WHAT IS EXPECTED ::
Of all the lines below, return only those starting with the line holding "widget belongs to" and going on through the line holding "a successful signup", exactly as written.

GIVEN RECORDS ::
>>>

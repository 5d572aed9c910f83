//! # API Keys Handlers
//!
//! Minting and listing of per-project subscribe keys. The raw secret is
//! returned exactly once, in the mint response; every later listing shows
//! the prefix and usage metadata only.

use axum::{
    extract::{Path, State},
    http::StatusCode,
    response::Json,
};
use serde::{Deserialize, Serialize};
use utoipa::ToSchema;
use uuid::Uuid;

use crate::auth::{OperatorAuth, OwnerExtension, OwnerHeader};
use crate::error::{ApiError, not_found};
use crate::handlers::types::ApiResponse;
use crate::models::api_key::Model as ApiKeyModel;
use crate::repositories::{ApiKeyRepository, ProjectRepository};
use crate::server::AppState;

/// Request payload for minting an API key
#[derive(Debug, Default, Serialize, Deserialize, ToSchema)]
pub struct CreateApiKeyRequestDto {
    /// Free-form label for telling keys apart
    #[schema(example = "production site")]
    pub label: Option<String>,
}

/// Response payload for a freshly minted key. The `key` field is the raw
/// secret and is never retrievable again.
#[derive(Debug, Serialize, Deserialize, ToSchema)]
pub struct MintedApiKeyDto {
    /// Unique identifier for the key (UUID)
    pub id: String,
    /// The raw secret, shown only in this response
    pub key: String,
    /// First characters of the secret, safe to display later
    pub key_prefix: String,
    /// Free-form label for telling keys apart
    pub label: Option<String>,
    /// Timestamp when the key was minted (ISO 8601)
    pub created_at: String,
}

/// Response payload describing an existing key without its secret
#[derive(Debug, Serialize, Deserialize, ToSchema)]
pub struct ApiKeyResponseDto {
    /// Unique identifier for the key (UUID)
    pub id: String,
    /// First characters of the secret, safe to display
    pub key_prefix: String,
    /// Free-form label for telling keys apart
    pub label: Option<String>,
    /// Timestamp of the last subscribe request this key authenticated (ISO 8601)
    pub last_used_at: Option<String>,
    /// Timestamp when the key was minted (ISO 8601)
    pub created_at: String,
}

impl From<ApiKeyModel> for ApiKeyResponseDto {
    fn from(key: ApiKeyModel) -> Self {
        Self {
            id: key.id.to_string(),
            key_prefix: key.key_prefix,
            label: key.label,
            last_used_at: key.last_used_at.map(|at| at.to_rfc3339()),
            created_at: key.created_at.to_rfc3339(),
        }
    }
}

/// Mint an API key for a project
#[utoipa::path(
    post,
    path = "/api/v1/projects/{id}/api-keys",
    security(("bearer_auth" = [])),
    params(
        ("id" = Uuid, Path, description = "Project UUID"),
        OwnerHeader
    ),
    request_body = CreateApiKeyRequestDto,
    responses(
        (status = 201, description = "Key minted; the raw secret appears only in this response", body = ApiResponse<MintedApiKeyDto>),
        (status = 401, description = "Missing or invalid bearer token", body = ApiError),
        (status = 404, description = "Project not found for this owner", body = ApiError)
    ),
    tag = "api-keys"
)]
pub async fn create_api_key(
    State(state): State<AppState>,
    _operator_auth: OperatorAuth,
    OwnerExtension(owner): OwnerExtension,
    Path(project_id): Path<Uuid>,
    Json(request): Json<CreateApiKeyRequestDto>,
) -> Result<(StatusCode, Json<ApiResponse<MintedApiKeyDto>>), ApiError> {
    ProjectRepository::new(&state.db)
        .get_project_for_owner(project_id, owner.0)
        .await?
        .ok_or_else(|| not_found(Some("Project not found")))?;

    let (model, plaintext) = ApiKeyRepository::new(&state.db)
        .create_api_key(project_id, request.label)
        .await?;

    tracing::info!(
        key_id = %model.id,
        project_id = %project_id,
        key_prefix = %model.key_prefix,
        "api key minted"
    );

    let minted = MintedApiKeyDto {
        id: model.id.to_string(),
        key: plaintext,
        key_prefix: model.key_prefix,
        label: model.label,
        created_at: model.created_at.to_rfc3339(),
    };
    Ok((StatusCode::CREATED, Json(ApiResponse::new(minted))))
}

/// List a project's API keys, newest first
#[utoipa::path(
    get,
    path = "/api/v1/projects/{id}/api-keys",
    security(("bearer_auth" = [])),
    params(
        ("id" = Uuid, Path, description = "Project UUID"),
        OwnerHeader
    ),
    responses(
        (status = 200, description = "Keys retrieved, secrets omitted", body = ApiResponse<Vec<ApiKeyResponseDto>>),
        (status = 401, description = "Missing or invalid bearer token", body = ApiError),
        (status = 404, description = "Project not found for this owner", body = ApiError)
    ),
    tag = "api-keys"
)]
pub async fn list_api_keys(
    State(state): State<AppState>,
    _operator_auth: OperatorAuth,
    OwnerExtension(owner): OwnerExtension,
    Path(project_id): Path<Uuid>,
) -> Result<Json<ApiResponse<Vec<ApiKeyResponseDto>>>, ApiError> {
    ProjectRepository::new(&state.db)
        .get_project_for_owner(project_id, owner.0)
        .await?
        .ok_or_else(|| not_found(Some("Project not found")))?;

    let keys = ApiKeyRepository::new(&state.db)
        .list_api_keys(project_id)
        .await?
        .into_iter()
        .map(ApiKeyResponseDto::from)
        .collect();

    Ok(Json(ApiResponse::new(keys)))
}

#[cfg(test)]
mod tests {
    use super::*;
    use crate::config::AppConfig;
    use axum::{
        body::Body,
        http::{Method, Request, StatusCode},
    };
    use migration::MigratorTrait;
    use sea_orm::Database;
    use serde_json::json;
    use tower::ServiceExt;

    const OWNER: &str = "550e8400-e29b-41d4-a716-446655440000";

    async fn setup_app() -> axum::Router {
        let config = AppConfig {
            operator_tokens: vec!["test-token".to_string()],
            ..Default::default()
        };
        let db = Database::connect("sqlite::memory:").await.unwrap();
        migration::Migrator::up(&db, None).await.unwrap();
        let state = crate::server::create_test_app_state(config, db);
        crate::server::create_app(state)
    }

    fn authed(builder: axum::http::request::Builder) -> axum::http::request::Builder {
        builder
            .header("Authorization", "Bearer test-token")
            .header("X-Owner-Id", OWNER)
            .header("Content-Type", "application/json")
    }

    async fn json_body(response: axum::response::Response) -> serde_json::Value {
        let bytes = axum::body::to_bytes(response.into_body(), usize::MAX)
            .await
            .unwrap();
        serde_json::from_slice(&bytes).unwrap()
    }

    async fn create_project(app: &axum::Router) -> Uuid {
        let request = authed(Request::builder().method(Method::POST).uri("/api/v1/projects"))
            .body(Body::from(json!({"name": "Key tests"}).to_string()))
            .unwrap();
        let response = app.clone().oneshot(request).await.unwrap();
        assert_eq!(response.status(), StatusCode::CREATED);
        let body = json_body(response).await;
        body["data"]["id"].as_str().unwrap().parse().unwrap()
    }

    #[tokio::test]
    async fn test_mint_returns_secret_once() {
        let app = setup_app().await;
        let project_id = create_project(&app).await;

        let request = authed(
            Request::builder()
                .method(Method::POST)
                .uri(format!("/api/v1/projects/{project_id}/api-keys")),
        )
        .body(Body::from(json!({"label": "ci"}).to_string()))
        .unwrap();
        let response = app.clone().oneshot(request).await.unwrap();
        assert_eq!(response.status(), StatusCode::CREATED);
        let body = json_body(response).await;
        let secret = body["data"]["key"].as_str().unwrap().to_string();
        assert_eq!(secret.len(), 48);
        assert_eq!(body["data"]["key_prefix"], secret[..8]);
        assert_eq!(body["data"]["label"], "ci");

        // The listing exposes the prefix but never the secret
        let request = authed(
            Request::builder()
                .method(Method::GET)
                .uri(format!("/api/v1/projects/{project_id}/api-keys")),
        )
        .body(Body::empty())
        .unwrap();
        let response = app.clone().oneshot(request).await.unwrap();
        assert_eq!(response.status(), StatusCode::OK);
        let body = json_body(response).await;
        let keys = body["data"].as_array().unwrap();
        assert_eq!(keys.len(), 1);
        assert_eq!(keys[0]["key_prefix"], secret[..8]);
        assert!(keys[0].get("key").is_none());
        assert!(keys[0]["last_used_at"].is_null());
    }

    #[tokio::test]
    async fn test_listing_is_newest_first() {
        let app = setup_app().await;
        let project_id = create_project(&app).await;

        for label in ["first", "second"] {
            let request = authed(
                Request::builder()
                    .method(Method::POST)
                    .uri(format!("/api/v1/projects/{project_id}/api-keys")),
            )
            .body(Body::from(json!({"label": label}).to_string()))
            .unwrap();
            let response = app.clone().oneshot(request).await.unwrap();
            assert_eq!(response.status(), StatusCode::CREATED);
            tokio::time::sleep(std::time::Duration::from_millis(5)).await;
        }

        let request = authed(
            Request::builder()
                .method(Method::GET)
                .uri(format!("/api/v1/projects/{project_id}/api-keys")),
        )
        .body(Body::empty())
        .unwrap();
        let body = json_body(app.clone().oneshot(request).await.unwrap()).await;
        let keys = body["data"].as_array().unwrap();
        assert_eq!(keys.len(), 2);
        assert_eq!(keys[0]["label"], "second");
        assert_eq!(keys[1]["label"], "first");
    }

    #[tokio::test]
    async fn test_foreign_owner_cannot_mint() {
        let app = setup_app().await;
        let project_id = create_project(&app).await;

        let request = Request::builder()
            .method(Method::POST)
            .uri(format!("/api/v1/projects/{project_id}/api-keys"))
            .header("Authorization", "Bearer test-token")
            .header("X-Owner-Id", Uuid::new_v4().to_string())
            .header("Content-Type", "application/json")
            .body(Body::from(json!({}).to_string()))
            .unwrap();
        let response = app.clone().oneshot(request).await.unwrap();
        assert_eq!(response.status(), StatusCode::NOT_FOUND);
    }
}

<<<
>>>

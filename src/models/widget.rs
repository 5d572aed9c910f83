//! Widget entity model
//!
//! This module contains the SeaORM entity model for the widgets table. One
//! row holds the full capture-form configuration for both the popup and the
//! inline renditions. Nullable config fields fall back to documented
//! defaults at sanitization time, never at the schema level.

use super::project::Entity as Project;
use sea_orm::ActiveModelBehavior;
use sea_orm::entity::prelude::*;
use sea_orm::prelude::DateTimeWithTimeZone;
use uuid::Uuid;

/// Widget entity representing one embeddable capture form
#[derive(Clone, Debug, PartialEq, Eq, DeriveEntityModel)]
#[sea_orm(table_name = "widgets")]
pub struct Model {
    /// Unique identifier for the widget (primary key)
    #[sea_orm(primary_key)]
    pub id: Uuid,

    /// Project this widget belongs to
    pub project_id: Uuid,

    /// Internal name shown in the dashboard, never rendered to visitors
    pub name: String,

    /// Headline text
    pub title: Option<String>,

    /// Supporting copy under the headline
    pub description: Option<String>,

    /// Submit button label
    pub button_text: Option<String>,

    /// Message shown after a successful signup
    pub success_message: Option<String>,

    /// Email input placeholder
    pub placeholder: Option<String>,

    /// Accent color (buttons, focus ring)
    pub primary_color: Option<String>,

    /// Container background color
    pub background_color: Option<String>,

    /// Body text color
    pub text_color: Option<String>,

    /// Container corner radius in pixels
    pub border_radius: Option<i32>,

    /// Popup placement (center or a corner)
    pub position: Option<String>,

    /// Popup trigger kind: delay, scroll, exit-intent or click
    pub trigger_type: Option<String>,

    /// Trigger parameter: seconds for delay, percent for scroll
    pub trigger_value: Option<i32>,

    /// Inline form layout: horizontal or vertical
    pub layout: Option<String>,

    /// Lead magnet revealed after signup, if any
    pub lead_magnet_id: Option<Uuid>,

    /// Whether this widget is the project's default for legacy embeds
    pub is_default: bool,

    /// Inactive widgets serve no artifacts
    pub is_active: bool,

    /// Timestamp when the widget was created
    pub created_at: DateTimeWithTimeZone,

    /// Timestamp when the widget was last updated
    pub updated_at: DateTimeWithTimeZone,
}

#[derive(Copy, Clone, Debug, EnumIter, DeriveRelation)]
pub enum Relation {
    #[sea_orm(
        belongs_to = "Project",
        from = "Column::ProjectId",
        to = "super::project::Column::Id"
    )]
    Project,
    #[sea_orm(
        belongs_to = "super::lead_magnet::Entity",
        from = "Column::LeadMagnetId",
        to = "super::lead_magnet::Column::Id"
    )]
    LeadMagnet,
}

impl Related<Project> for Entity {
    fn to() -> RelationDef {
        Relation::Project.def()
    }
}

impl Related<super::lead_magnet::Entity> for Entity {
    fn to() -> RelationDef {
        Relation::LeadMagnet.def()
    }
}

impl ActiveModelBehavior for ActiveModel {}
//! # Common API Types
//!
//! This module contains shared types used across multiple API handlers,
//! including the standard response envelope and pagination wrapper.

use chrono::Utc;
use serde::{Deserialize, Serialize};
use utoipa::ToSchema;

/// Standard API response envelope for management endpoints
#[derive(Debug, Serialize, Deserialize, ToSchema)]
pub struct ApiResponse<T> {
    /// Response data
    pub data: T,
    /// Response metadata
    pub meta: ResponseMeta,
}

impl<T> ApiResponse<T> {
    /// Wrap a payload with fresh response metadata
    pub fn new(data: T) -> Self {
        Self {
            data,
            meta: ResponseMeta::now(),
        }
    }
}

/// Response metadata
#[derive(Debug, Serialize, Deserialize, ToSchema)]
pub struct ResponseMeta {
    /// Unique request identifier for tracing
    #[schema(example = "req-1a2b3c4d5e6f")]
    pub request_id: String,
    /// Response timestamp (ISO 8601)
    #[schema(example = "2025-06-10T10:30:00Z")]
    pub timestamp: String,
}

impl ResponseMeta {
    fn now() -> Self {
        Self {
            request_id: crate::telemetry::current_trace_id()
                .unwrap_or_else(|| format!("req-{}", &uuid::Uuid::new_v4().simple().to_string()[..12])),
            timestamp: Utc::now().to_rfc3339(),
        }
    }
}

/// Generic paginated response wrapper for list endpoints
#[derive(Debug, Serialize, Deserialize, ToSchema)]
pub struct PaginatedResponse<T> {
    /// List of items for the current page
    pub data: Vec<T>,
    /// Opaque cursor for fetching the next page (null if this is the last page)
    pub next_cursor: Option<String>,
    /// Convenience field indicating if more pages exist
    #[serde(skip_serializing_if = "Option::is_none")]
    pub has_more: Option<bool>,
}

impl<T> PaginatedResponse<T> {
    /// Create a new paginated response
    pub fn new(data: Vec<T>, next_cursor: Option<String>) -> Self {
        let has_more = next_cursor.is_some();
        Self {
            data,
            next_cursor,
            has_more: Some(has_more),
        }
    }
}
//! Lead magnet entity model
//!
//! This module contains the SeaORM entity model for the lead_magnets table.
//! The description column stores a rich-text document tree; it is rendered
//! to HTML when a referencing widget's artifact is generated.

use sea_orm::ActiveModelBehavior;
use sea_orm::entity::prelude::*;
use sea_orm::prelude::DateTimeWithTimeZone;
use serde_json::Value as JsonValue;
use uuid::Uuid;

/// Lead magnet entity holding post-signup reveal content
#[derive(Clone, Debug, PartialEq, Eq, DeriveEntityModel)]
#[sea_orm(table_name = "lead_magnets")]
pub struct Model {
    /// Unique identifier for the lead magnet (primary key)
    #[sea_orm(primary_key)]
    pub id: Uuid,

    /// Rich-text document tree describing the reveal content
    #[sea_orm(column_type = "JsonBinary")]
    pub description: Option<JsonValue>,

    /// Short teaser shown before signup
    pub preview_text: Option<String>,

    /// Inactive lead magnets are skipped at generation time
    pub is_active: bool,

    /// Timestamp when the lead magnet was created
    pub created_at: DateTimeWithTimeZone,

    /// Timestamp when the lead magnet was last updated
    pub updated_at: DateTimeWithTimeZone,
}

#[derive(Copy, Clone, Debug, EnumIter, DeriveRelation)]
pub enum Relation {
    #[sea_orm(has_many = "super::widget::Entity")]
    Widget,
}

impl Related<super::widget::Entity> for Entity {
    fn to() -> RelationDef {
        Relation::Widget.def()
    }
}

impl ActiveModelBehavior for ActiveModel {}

<<<

COMPLETED EXERCISE ::
    /// Project this widget belongs to
    pub project_id: Uuid,

    /// Internal name shown in the dashboard, never rendered to visitors
    pub name: String,

    /// Headline text
    pub title: Option<String>,

    /// Supporting copy under the headline
    pub description: Option<String>,

    /// Submit button label
    pub button_text: Option<String>,

    /// Message shown after a successful signup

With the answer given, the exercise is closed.